Work to complete = Return, word for word, the line that contains "let header = Header::new(command_id, sequence, 0, body.len()" and every line after it through the end of the records.

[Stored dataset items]
┏━━
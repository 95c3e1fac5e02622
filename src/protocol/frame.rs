//! Protocol messages and the frame codec.
//!
//! A [`Message`] is the decoded form of one frame: command id, sequence and
//! body. Checksum bytes are consumed but not kept.
//!
//! # Example
//!
//! ```
//! use jensen_client::protocol::{encode_frame, try_decode, Decoded};
//!
//! let bytes = encode_frame(6, 7, b"");
//! assert_eq!(bytes.len(), 12);
//!
//! match try_decode(&bytes, 0).unwrap() {
//!     Decoded::Message(message, consumed) => {
//!         assert_eq!(message.command_id, 6);
//!         assert_eq!(message.sequence, 7);
//!         assert_eq!(consumed, 12);
//!     }
//!     Decoded::NeedMoreData => unreachable!(),
//! }
//! ```

use bytes::Bytes;

use super::command::Command;
use super::wire_format::{Header, HEADER_SIZE};
use crate::error::Result;

/// One decoded protocol message.
#[derive(Debug, Clone, PartialEq, Eq)]
pub struct Message {
    /// Command identifier.
    pub command_id: u16,
    /// Sequence number as sent by the device.
    pub sequence: u32,
    /// Body bytes (zero-copy via `bytes::Bytes`).
    pub body: Bytes,
}

impl Message {
    /// Create a new message.
    pub fn new(command_id: u16, sequence: u32, body: Bytes) -> Self {
        Self {
            command_id,
            sequence,
            body,
        }
    }

    /// Known command for this message, if any.
    #[inline]
    pub fn command(&self) -> Option<Command> {
        Command::from_id(self.command_id)
    }

    /// Get a reference to the body bytes.
    #[inline]
    pub fn body(&self) -> &[u8] {
        &self.body
    }
}

/// Outcome of a single decode attempt.
#[derive(Debug, Clone, PartialEq, Eq)]
pub enum Decoded {
    /// A complete message and the number of bytes it occupied.
    Message(Message, usize),
    /// The buffer holds only part of a frame.
    NeedMoreData,
}

/// Encode a command frame as a single byte vector.
///
/// Allocates exactly `12 + body.len()` bytes. Outbound frames carry no
/// checksum. Bodies longer than 24 bits are rejected earlier by the
/// session.
pub fn encode_frame(command_id: u16, sequence: u32, body: &[u8]) -> Vec<u8> {
    let header = Header::new(command_id, sequence, 0, body.len() as u32);
    let mut buf = Vec::with_capacity(HEADER_SIZE + body.len());
    buf.extend_from_slice(&header.encode());
    buf.extend_from_slice(body);
    buf
}

/// Try to decode one frame starting at `offset`.
///
/// Lengths are untrusted; nothing is indexed before the declared total has
/// been checked against the available bytes.
///
/// # Errors
///
/// `InvalidFrame` if the sync marker is absent at `offset`. The stream
/// cannot be resumed from this position.
pub fn try_decode(buffer: &[u8], offset: usize) -> Result<Decoded> {
    let available = buffer.get(offset..).unwrap_or_default();
    let header = match Header::decode(available)? {
        Some(header) => header,
        None => return Ok(Decoded::NeedMoreData),
    };

    let total = header.frame_length();
    if available.len() < total {
        return Ok(Decoded::NeedMoreData);
    }

    let body_end = HEADER_SIZE + header.body_length as usize;
    let body = Bytes::copy_from_slice(&available[HEADER_SIZE..body_end]);
    Ok(Decoded::Message(
        Message::new(header.command_id, header.sequence, body),
        total,
    ))
}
┗━━
Reply to the task =
    let header = Header::new(command_id, sequence, 0, body.len() as u32);
    let mut buf = Vec::with_capacity(HEADER_SIZE + body.len());
    buf.extend_from_slice(&header.encode());
    buf.extend_from_slice(body);
    buf
}

/// Try to decode one frame starting at `offset`.
///
/// Lengths are untrusted; nothing is indexed before the declared total has
/// been checked against the available bytes.
///
/// # Errors
///
/// `InvalidFrame` if the sync marker is absent at `offset`. The stream
/// cannot be resumed from this position.
pub fn try_decode(buffer: &[u8], offset: usize) -> Result<Decoded> {
    let available = buffer.get(offset..).unwrap_or_default();
    let header = match Header::decode(available)? {
        Some(header) => header,
        None => return Ok(Decoded::NeedMoreData),
    };

    let total = header.frame_length();
    if available.len() < total {
        return Ok(Decoded::NeedMoreData);
    }

    let body_end = HEADER_SIZE + header.body_length as usize;
    let body = Bytes::copy_from_slice(&available[HEADER_SIZE..body_end]);
    Ok(Decoded::Message(
        Message::new(header.command_id, header.sequence, body),
        total,
    ))
}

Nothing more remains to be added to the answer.